Tinjauan Agama Dan Kemanusiaan
Tidak dapat dipungkiri begitulah adanya, penerapan hukuman mati memang telah
menjadi perdebatan bukan hanya saat sekarang, melainkan juga pada saat
penyusunan rancangan undang-undang hukum pidana yang baru. Ada beberapa
alasan mengapa hukuman mati selalu menjadi perdebatan. Hukuman mati dianggap
tidak manusiawi dan bertentangan dengan ajaran agama, maupun HAM, disamping
itu juga hukuman mati tidak sesuai dengan tujuan pemidananan yang bermaksud
mendidik terpidana agar dapat kembali di tengah masyarakat.
Benarkah hukuman mati bertentangan dengan ajaran agama? Dari sebuah tulisan
Fidel S Djaman SH Varia Peradilan edisi Maret 1995, sebagaimana dikutip,
untuk menjawab pertanyaan tersebut dibutuhkan penelaahan. Ternyata tidak
sepenuhnya ditemukan jawaban yang pasti. Selain adanya larangan ternyata di
dalam kitab-kitab Suci juga memuat beberapa ketentuan-ketentuan (ayat-ayat)
yang merestui adanya hukuman mati. Di dalam Kitab Suci Alquran, misalnya
(Surah Al Maidah ayat 45 dan surat Al Isra ayat 33) memuat
ketentuan-ketentuan yang membenarkan adanya hukuman mati atas dasar Qishaash
(mengambil pembalasan yang sama). Begitu juga dalam Kitab Suci Injil, baik
Perjanjian Lama maupun Perjanjian Baru (Kitab Kejadian 9:6 dan Roma (Surat
Paulus 13:40) membenarkan adanya hukuman mati yang dilakukan pemerintah atas
dasar hamba Allah. Selain itu di dalam ajaran-ajaran agama Hindu sebagaimana
dapat dibaca dalam Compendium Hukum Hindu (Buku VIII Pasal 34, 323 dan 359)
membenarkan adanya hukuman mati pada kejahatan-kejahatan tertentu.

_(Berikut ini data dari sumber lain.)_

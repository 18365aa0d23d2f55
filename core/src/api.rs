pub use crate::beans::{
    downcast, BeanBuilder, BeanId, BeanMetadata, ConstructionStrategy, DecoratorMetadata,
    Delivery, InjectionPoint, Instance, ScopeKind,
};
pub use crate::config::ContainerConfig;
pub use crate::container::{Container, Deployment, Extension};
pub use crate::context::{
    ClientProxy, ContextHandle, ContextualLookup, CreationContext, DefaultProxyFactory,
    ProxyFactory, ScopeStore,
};
pub use crate::errors::{error_codes, ContainerError, ContainerResult, DisposalFailure};
pub use crate::qualifiers::{MemberValue, Qualifier, QualifierSet};
pub use crate::registry::BeanRegistry;
pub use crate::resolution::{CacheStats, Resolution, ResolutionKey, ResolutionOutcome};
pub use crate::types::{TypeDeclaration, TypeDescriptor};
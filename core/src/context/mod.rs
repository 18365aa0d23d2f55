//! # CONTEXTUAL LIFECYCLE
//!
//! **SCOPE STORES, CONSTRUCTION CHAINS AND CLIENT PROXIES**
//!
//! A [`ContextHandle`] binds the stores one execution sees. Instances are built
//! on first use inside the store of their scope, torn down with the store, and
//! reached through client proxies when their scope is a normal one.

pub mod creation;
pub mod handle;
pub mod instance;
pub mod proxy;
pub mod store;

pub use creation::CreationContext;
pub use handle::ContextHandle;
pub use instance::{ContextualInstance, CreationalContext};
pub use proxy::{ClientProxy, ContextualLookup, DefaultProxyFactory, ProxyFactory};
pub(crate) use proxy::ProxyCache;
pub use store::ScopeStore;
//! Deployment-time checks on declared injection points.

use crate::beans::{BeanId, Delivery};
use crate::container::Container;
use crate::errors::{error_codes, ContainerError, ContainerResult};
use std::collections::HashMap;

#[derive(Clone, Copy, PartialEq, Eq)]
enum Mark {
    Visiting,
    Done,
}

/// **INJECTION POINT VALIDATION**
///
/// Every `Reference`/`Instance` injection point of an active bean must resolve to
/// exactly one bean. Dependencies reached without a proxy must not form a cycle,
/// since constructing any bean on it would recurse into itself.
pub(crate) fn validate(container: &Container) -> ContainerResult<()> {
    let config = container.config();
    let registry = container.registry();
    let resolver = container.resolver();

    let mut order: Vec<BeanId> = Vec::new();
    let mut direct: HashMap<BeanId, Vec<BeanId>> = HashMap::new();

    for bean in registry.active_beans() {
        order.push(bean.id().clone());
        for point in bean.injection_points().iter().filter(|p| p.requires_unique()) {
            let target = match resolver.resolve_unique(&point.required_type, &point.qualifiers) {
                Ok(target) => target,
                Err(_) if !config.validate_injection_points => continue,
                Err(ContainerError::Unsatisfied { .. }) => {
                    return Err(ContainerError::definition(
                        error_codes::UNSATISFIED_INJECTION_POINT,
                        format!(
                            "bean '{}' injects {} but no bean matches",
                            bean.id(),
                            point
                        ),
                    ))
                }
                Err(ContainerError::Ambiguous { candidates, .. }) => {
                    return Err(ContainerError::definition(
                        error_codes::AMBIGUOUS_INJECTION_POINT,
                        format!(
                            "bean '{}' injects {} which matches {}",
                            bean.id(),
                            point,
                            candidates.join(", ")
                        ),
                    ))
                }
                Err(other) => return Err(other),
            };

            if point.delivery == Delivery::Instance || target.scope().is_pseudo() {
                direct
                    .entry(bean.id().clone())
                    .or_default()
                    .push(target.id().clone());
            }
        }
    }

    if config.detect_unproxied_cycles {
        let mut marks: HashMap<BeanId, Mark> = HashMap::new();
        let mut path: Vec<BeanId> = Vec::new();
        for start in &order {
            visit(start, &direct, &mut marks, &mut path)?;
        }
    }
    Ok(())
}

fn visit(
    bean: &BeanId,
    direct: &HashMap<BeanId, Vec<BeanId>>,
    marks: &mut HashMap<BeanId, Mark>,
    path: &mut Vec<BeanId>,
) -> ContainerResult<()> {
    match marks.get(bean) {
        Some(Mark::Done) => return Ok(()),
        Some(Mark::Visiting) => {
            let start = path.iter().position(|b| b == bean).unwrap_or(0);
            let mut cycle: Vec<String> = path[start..].iter().map(ToString::to_string).collect();
            cycle.push(bean.to_string());
            return Err(ContainerError::definition(
                error_codes::UNPROXIED_CYCLE,
                format!("dependency cycle without a client proxy: {}", cycle.join(" -> ")),
            ));
        }
        None => {}
    }

    marks.insert(bean.clone(), Mark::Visiting);
    path.push(bean.clone());
    for next in direct.get(bean).map(Vec::as_slice).unwrap_or_default() {
        visit(next, direct, marks, path)?;
    }
    path.pop();
    marks.insert(bean.clone(), Mark::Done);
    Ok(())
}
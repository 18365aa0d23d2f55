//! # TYPE MODEL
//!
//! **STRUCTURAL TYPES, HIERARCHY AND ASSIGNABILITY**
//!
//! Bean types and requested types are plain data (`TypeDescriptor`). The
//! hierarchy supplies declared supertypes; the matcher applies the bean
//! assignability rules on top of it.

pub mod descriptor;
pub mod hierarchy;
pub mod matcher;
pub mod parser;

pub use descriptor::{Primitive, TypeDescriptor, WildcardBound, OBJECT};
pub use hierarchy::{TypeDeclaration, TypeHierarchy};
pub use matcher::TypeMatcher;
pub use parser::TypeParser;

Namun bagi kalangan yang menentang hukuman mati, tetap berpendapat bahwa
hukuman mati itu tidak dapat dibenarkan. Menurut mereka, kematian seseorang
merupakan hak yang dimiliki oleh Yang Maha Esa, seseorang manusia tidak
berhak mencabut nyawa manusia lainnya.
Lalu bagaimana apakah hukuman mati bertentangan juga dengan kemanusiaan?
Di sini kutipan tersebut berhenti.